The Associated Press: Guidelines Say More Women May Need Breast Cancer Gene Test
More women may benefit from gene testing for hereditary breast or ovarian cancer, especially if they’ve already survived cancer once, an influential health group recommended Tuesday. At issue are genes called BRCA1 and BRCA2. When they’re mutated, the body can’t repair damaged DNA as well, greatly increasing the chances of breast, ovarian and certain other cancers. Gene testing allows affected women to consider steps to lower their risk, such as when actress Angelina Jolie underwent a preventive mastectomy several years ago. (Neergaard, 8/20)
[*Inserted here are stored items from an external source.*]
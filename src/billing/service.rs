use anyhow::Result;

use super::calculator::{build_customer_summary, calculate_cost_breakdown, pricing_info};
use super::models::{BillingSummary, CostBreakdown, DateWindow, PricingInfo};
use super::store::LedgerHandle;

/// key: billing-service -> loads one customer's ledger and hands it to the calculator
#[derive(Clone)]
pub struct BillingService {
    store: LedgerHandle,
}

impl BillingService {
    pub fn new(store: LedgerHandle) -> Self {
        Self { store }
    }

    /// `None` when the customer does not exist.
    pub async fn customer_summary(
        &self,
        customer_id: i32,
        window: DateWindow,
    ) -> Result<Option<BillingSummary>> {
        let Some(customer) = self.store.customer(customer_id).await? else {
            return Ok(None);
        };

        let orders = self.store.orders(customer_id, window).await?;
        let kasbons = self.store.kasbons(customer_id, window).await?;
        let payments = self.store.payments(customer_id, window).await?;

        let summary = build_customer_summary(&customer, orders, kasbons, payments)?;
        tracing::debug!(
            %customer_id,
            total_portions = summary.total_portions,
            total_bill = summary.total_bill,
            remaining_balance = summary.remaining_balance,
            "built customer summary"
        );
        Ok(Some(summary))
    }

    pub async fn pricing_info(&self, customer_id: i32) -> Result<Option<PricingInfo>> {
        let customer = self.store.customer(customer_id).await?;
        Ok(customer.as_ref().map(pricing_info))
    }

    pub async fn cost_breakdown(
        &self,
        customer_id: i32,
        portions: i64,
    ) -> Result<Option<CostBreakdown>> {
        let customer = self.store.customer(customer_id).await?;
        let breakdown = customer
            .map(|customer| calculate_cost_breakdown(&customer, portions))
            .transpose()?;
        Ok(breakdown)
    }
}
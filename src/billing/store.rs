use std::sync::Arc;

use anyhow::Result;
use async_trait::async_trait;
use sqlx::PgPool;

use super::models::{Customer, DailyOrder, DateWindow, Kasbon, Payment};

/// key: billing-store -> read side of the customer ledger
#[async_trait]
pub trait LedgerStore: Send + Sync {
    async fn customer(&self, customer_id: i32) -> Result<Option<Customer>>;
    async fn orders(&self, customer_id: i32, window: DateWindow) -> Result<Vec<DailyOrder>>;
    async fn kasbons(&self, customer_id: i32, window: DateWindow) -> Result<Vec<Kasbon>>;
    async fn payments(&self, customer_id: i32, window: DateWindow) -> Result<Vec<Payment>>;
}

pub type LedgerHandle = Arc<dyn LedgerStore>;

/// key: billing-store-postgres -> sqlx implementation
#[derive(Clone)]
pub struct PgLedgerStore {
    pool: PgPool,
}

impl PgLedgerStore {
    pub fn new(pool: PgPool) -> Self {
        Self { pool }
    }

    pub fn handle(pool: PgPool) -> LedgerHandle {
        Arc::new(Self::new(pool))
    }
}

#[async_trait]
impl LedgerStore for PgLedgerStore {
    async fn customer(&self, customer_id: i32) -> Result<Option<Customer>> {
        let customer = sqlx::query_as::<_, Customer>(
            "SELECT id, name, price_per_bundle, portions_per_bundle, created_at FROM customers WHERE id = $1",
        )
        .bind(customer_id)
        .fetch_optional(&self.pool)
        .await?;
        Ok(customer)
    }

    async fn orders(&self, customer_id: i32, window: DateWindow) -> Result<Vec<DailyOrder>> {
        let orders = sqlx::query_as::<_, DailyOrder>(
            r#"
            SELECT id, customer_id, date, morning_portions, afternoon_portions,
                   evening_portions, total_portions
            FROM daily_orders
            WHERE customer_id = $1
              AND ($2::DATE IS NULL OR date >= $2)
              AND ($3::DATE IS NULL OR date <= $3)
            ORDER BY date ASC, id ASC
            "#,
        )
        .bind(customer_id)
        .bind(window.start)
        .bind(window.end)
        .fetch_all(&self.pool)
        .await?;
        Ok(orders)
    }

    async fn kasbons(&self, customer_id: i32, window: DateWindow) -> Result<Vec<Kasbon>> {
        let kasbons = sqlx::query_as::<_, Kasbon>(
            r#"
            SELECT id, customer_id, date, item_name, quantity, unit_price, total_amount
            FROM kasbons
            WHERE customer_id = $1
              AND ($2::DATE IS NULL OR date >= $2)
              AND ($3::DATE IS NULL OR date <= $3)
            ORDER BY date ASC, id ASC
            "#,
        )
        .bind(customer_id)
        .bind(window.start)
        .bind(window.end)
        .fetch_all(&self.pool)
        .await?;
        Ok(kasbons)
    }

    async fn payments(&self, customer_id: i32, window: DateWindow) -> Result<Vec<Payment>> {
        let payments = sqlx::query_as::<_, Payment>(
            r#"
            SELECT id, customer_id, date, amount, description
            FROM payments
            WHERE customer_id = $1
              AND ($2::DATE IS NULL OR date >= $2)
              AND ($3::DATE IS NULL OR date <= $3)
            ORDER BY date ASC, id ASC
            "#,
        )
        .bind(customer_id)
        .bind(window.start)
        .bind(window.end)
        .fetch_all(&self.pool)
        .await?;
        Ok(payments)
    }
}
use axum::async_trait;
use axum::{
    extract::FromRequestParts,
    http::{request::Parts, StatusCode},
};
use jsonwebtoken::{decode, DecodingKey, Validation};
use serde::Deserialize;

pub const ANONYMOUS_ROLE: &str = "anonymous";

#[derive(Deserialize)]
struct Claims {
    sub: i32,
    role: String,
    #[allow(dead_code)]
    exp: usize,
}

/// Identity of whoever is making the request, passed explicitly into handlers.
#[derive(Debug, Clone, PartialEq, Eq)]
pub struct AuthUser {
    pub user_id: i32,
    pub role: String,
}

impl AuthUser {
    /// Operator identity used while the login flow is switched off.
    pub fn anonymous() -> Self {
        Self {
            user_id: 0,
            role: ANONYMOUS_ROLE.to_string(),
        }
    }

    pub fn is_anonymous(&self) -> bool {
        self.role == ANONYMOUS_ROLE
    }
}

pub fn token_from_parts(parts: &Parts) -> Option<String> {
    let from_cookie = parts
        .headers
        .get(axum::http::header::COOKIE)
        .and_then(|header| header.to_str().ok())
        .and_then(|cookies| {
            cookies.split(';').find_map(|c| {
                let c = c.trim();
                c.strip_prefix("auth_token=").map(|s| s.to_string())
            })
        });
    from_cookie.or_else(|| {
        parts
            .headers
            .get(axum::http::header::AUTHORIZATION)
            .and_then(|authz| authz.to_str().ok())
            .and_then(|s| s.strip_prefix("Bearer ").map(|s| s.to_string()))
    })
}

pub fn decode_token(token: &str, secret: &str) -> Result<AuthUser, (StatusCode, String)> {
    let decoded = decode::<Claims>(
        token,
        &DecodingKey::from_secret(secret.as_bytes()),
        &Validation::default(),
    )
    .map_err(|_| (StatusCode::UNAUTHORIZED, "Invalid token".to_string()))?;
    Ok(AuthUser {
        user_id: decoded.claims.sub,
        role: decoded.claims.role,
    })
}

#[async_trait]
impl<S> FromRequestParts<S> for AuthUser
where
    S: Send + Sync,
{
    type Rejection = (StatusCode, String);

    async fn from_request_parts(parts: &mut Parts, _state: &S) -> Result<Self, Self::Rejection> {
        if !*crate::config::AUTH_ENABLED {
            return Ok(AuthUser::anonymous());
        }
        let token = token_from_parts(parts)
            .ok_or_else(|| (StatusCode::UNAUTHORIZED, "Missing token".to_string()))?;
        decode_token(&token, crate::config::JWT_SECRET.as_str())
    }
}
The Wall Street Journal: More Women May Need Testing For Cancer-Linked Mutated Genes
The task force, a government-backed panel of experts in prevention and medicine, said women with previous breast, ovarian, fallopian-tube or abdominal cancer diagnoses who have completed treatment should be assessed for mutations of the BRCA1 and BRCA2 genes. Normally, BRCA1 and BRCA2 genes are responsible for repairing damaged DNA, which ultimately helps lessen the chances for certain cancers developing. But when the genes undergo a rare mutation, it can result in further gene mutations that could lead to breast, ovarian and other cancers. (Ansari, 8/20)
The Daily Beast: Feds: Ashkenazi Jews Should Consider Breast Cancer Gene Test
A federal task force is now recommending that people take their ancestry into consideration when deciding whether to get screened for genetic mutations linked to breast cancer—guidance that appears to be aimed at Ashkenazi Jews. Studies have shown that one in 40 Ashkenazi Jews have one of the BRCA1 or BRCA2 mutations, compared with one in 300 people in the general population. The recommendation published in the Journal of the American Medical Association does not specify which ancestry should think about getting tested, but the task force is certainly referring to Ashkenazi Jews, who are disproportionately affected by the mutations. (Feder, 8/20)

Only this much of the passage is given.